MANILA—The House of Representatives on Tuesday approved on third and final reading the proposed bill seeking to retain the present two-tier excise tax rate on tobacco products from going to the scheduled unitary tax system by January.
House Bill 4144 was approved through nominal voting with 176 votes, 30 against and 3 abstentions.
Filed by ABS party-list Rep. Eugene Michael de Vera, the proposed measure will amend Section 145 paragraph (c) of the National Internal Revenue Code.
Under the present set-up, cigarettes with a net retail price of P11.50 per pack are taxed P25 per pack; while those priced higher than P11.50 will be taxed P29 per pack.
By Jan. 1, 2017, the system will shift to a unitary tax rate of P30 per pack regardless of retail price.

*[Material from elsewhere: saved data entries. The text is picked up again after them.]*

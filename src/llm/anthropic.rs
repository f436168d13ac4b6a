//! Anthropic Messages API adapter.

use std::time::Duration;

use async_trait::async_trait;
use secrecy::{ExposeSecret, SecretString};
use serde::Deserialize;
use serde_json::{Value, json};

use super::{
    ChatMessage, FinishReason, LlmConfig, LlmProvider, Role, ToolCall, ToolCompletionRequest,
    ToolCompletionResponse,
};
use crate::error::LlmError;

const PROVIDER: &str = "anthropic";
const API_VERSION: &str = "2023-06-01";

/// `LlmProvider` backed by `POST {base_url}/v1/messages`.
pub struct AnthropicProvider {
    client: reqwest::Client,
    api_key: SecretString,
    model: String,
    base_url: String,
    max_tokens: u32,
}

impl AnthropicProvider {
    pub fn new(config: &LlmConfig) -> Result<Self, LlmError> {
        let client = reqwest::Client::builder()
            .timeout(Duration::from_secs(120))
            .build()
            .map_err(|e| LlmError::RequestFailed {
                provider: PROVIDER.to_string(),
                reason: format!("Failed to build HTTP client: {e}"),
            })?;
        Ok(Self {
            client,
            api_key: config.api_key.clone(),
            model: config.model.clone(),
            base_url: config.base_url.trim_end_matches('/').to_string(),
            max_tokens: config.max_tokens,
        })
    }

    fn build_body(&self, request: &ToolCompletionRequest) -> Value {
        let (system, messages) = convert_messages(&request.messages);
        let mut body = json!({
            "model": self.model,
            "max_tokens": request.max_tokens.unwrap_or(self.max_tokens),
            "messages": messages,
        });
        if let Some(system) = system {
            body["system"] = Value::String(system);
        }
        if !request.tools.is_empty() {
            body["tools"] = request
                .tools
                .iter()
                .map(|t| {
                    json!({
                        "name": t.name,
                        "description": t.description,
                        "input_schema": t.parameters,
                    })
                })
                .collect();
        }
        body
    }
}

/// Split out system prompts and map the rest to Anthropic message objects.
///
/// Tool results become `tool_result` blocks in a user turn; consecutive results
/// share one turn so they directly follow the assistant's `tool_use` blocks.
fn convert_messages(messages: &[ChatMessage]) -> (Option<String>, Vec<Value>) {
    let mut system_parts = Vec::new();
    let mut out: Vec<Value> = Vec::new();
    let mut pending_results: Vec<Value> = Vec::new();

    let flush = |out: &mut Vec<Value>, pending: &mut Vec<Value>| {
        if !pending.is_empty() {
            out.push(json!({"role": "user", "content": std::mem::take(pending)}));
        }
    };

    for msg in messages {
        match msg.role {
            Role::System => system_parts.push(msg.content.clone()),
            Role::Tool => pending_results.push(json!({
                "type": "tool_result",
                "tool_use_id": msg.tool_call_id.clone().unwrap_or_default(),
                "content": msg.content,
            })),
            Role::User => {
                flush(&mut out, &mut pending_results);
                out.push(json!({"role": "user", "content": msg.content}));
            }
            Role::Assistant => {
                flush(&mut out, &mut pending_results);
                if msg.tool_calls.is_empty() {
                    out.push(json!({"role": "assistant", "content": msg.content}));
                } else {
                    let mut blocks = Vec::new();
                    if !msg.content.is_empty() {
                        blocks.push(json!({"type": "text", "text": msg.content}));
                    }
                    for call in &msg.tool_calls {
                        blocks.push(json!({
                            "type": "tool_use",
                            "id": call.id,
                            "name": call.name,
                            "input": call.arguments,
                        }));
                    }
                    out.push(json!({"role": "assistant", "content": blocks}));
                }
            }
        }
    }
    flush(&mut out, &mut pending_results);

    let system = (!system_parts.is_empty()).then(|| system_parts.join("\n\n"));
    (system, out)
}

#[derive(Debug, Deserialize)]
struct MessagesResponse {
    content: Vec<ContentBlock>,
    stop_reason: Option<String>,
    #[serde(default)]
    usage: Usage,
}

#[derive(Debug, Deserialize)]
#[serde(tag = "type", rename_all = "snake_case")]
enum ContentBlock {
    Text {
        text: String,
    },
    ToolUse {
        id: String,
        name: String,
        input: Value,
    },
    #[serde(other)]
    Other,
}

#[derive(Debug, Default, Deserialize)]
struct Usage {
    #[serde(default)]
    input_tokens: u32,
    #[serde(default)]
    output_tokens: u32,
}

fn parse_response(resp: MessagesResponse) -> ToolCompletionResponse {
    let mut text = String::new();
    let mut tool_calls = Vec::new();
    for block in resp.content {
        match block {
            ContentBlock::Text { text: t } => text.push_str(&t),
            ContentBlock::ToolUse { id, name, input } => tool_calls.push(ToolCall {
                id,
                name,
                arguments: input,
            }),
            ContentBlock::Other => {}
        }
    }
    let finish_reason = match resp.stop_reason.as_deref() {
        Some("end_turn") | Some("stop_sequence") => FinishReason::Stop,
        Some("max_tokens") => FinishReason::Length,
        Some("tool_use") => FinishReason::ToolUse,
        _ => FinishReason::Unknown,
    };
    ToolCompletionResponse {
        content: (!text.is_empty()).then_some(text),
        tool_calls,
        input_tokens: resp.usage.input_tokens,
        output_tokens: resp.usage.output_tokens,
        finish_reason,
    }
}

/// Map non-success responses to typed errors.
async fn check_response(resp: reqwest::Response) -> Result<reqwest::Response, LlmError> {
    let status = resp.status();
    if status.is_success() {
        return Ok(resp);
    }
    // 529 is Anthropic's "overloaded"; retry it like a rate limit.
    if status.as_u16() == 429 || status.as_u16() == 529 {
        return Err(LlmError::RateLimited {
            provider: PROVIDER.to_string(),
            retry_after: parse_retry_after(&resp),
        });
    }
    if status.as_u16() == 401 || status.as_u16() == 403 {
        return Err(LlmError::AuthFailed {
            provider: PROVIDER.to_string(),
        });
    }
    let body = resp.text().await.unwrap_or_default();
    if body.contains("credit balance") || body.contains("quota") {
        return Err(LlmError::QuotaExceeded {
            provider: PROVIDER.to_string(),
        });
    }
    Err(LlmError::RequestFailed {
        provider: PROVIDER.to_string(),
        reason: format!("HTTP {status}: {body}"),
    })
}

fn parse_retry_after(resp: &reqwest::Response) -> Option<Duration> {
    resp.headers()
        .get(reqwest::header::RETRY_AFTER)
        .and_then(|v| v.to_str().ok())
        .and_then(|v| v.trim().parse::<u64>().ok())
        .map(Duration::from_secs)
}

#[async_trait]
impl LlmProvider for AnthropicProvider {
    fn model_name(&self) -> &str {
        &self.model
    }

    async fn complete_with_tools(
        &self,
        request: ToolCompletionRequest,
    ) -> Result<ToolCompletionResponse, LlmError> {
        let body = self.build_body(&request);
        tracing::debug!(
            model = %self.model,
            messages = request.messages.len(),
            tools = request.tools.len(),
            "Sending completion request"
        );

        let resp = self
            .client
            .post(format!("{}/v1/messages", self.base_url))
            .header("x-api-key", self.api_key.expose_secret())
            .header("anthropic-version", API_VERSION)
            .json(&body)
            .send()
            .await
            .map_err(|e| LlmError::RequestFailed {
                provider: PROVIDER.to_string(),
                reason: e.to_string(),
            })?;

        let resp = check_response(resp).await?;
        let parsed: MessagesResponse =
            resp.json().await.map_err(|e| LlmError::InvalidResponse {
                provider: PROVIDER.to_string(),
                reason: e.to_string(),
            })?;

        let out = parse_response(parsed);
        tracing::debug!(
            input_tokens = out.input_tokens,
            output_tokens = out.output_tokens,
            tool_calls = out.tool_calls.len(),
            "Completion received"
        );
        Ok(out)
    }
}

But under HB 4144, a pack of cigarettes with a net retail price (excluding excise and value-added tax) of P11.50 will be taxed at P32; while a pack with a net retail price of more than P11.50 will be taxed at P36.

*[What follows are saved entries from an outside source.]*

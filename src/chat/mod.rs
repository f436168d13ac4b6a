//! Chat assistant: conversations, the tool-calling chat service and its routes.

pub mod model;
pub mod routes;
pub mod service;

pub use routes::chat_routes;
pub use service::ChatService;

In pushing for the bill’s passage, De Vera said his proposal would protect local tobacco farmers, especially from Northern Luzon who would be displaced by the uniform excise tax rate.
“If the law is not amended, this would not prevent consumers from buying high prized cigarettes because the prize disparity between the high priced and low prized cigarettes would be minimal,” De Vera said.
“Imbued by competition, cigarette manufacturers may also opt to import tobacco leaves instead of purchasing the locally grown tobacco leaves considering that tobacco leaves grown abroad are of better quality, thus diminishing the demand for tobacco leaves produced domestically especially for the lower grade tobacco types such as Grade D, E, F-1, F-2 and R,” he said.
House leaders have fully supported the bill.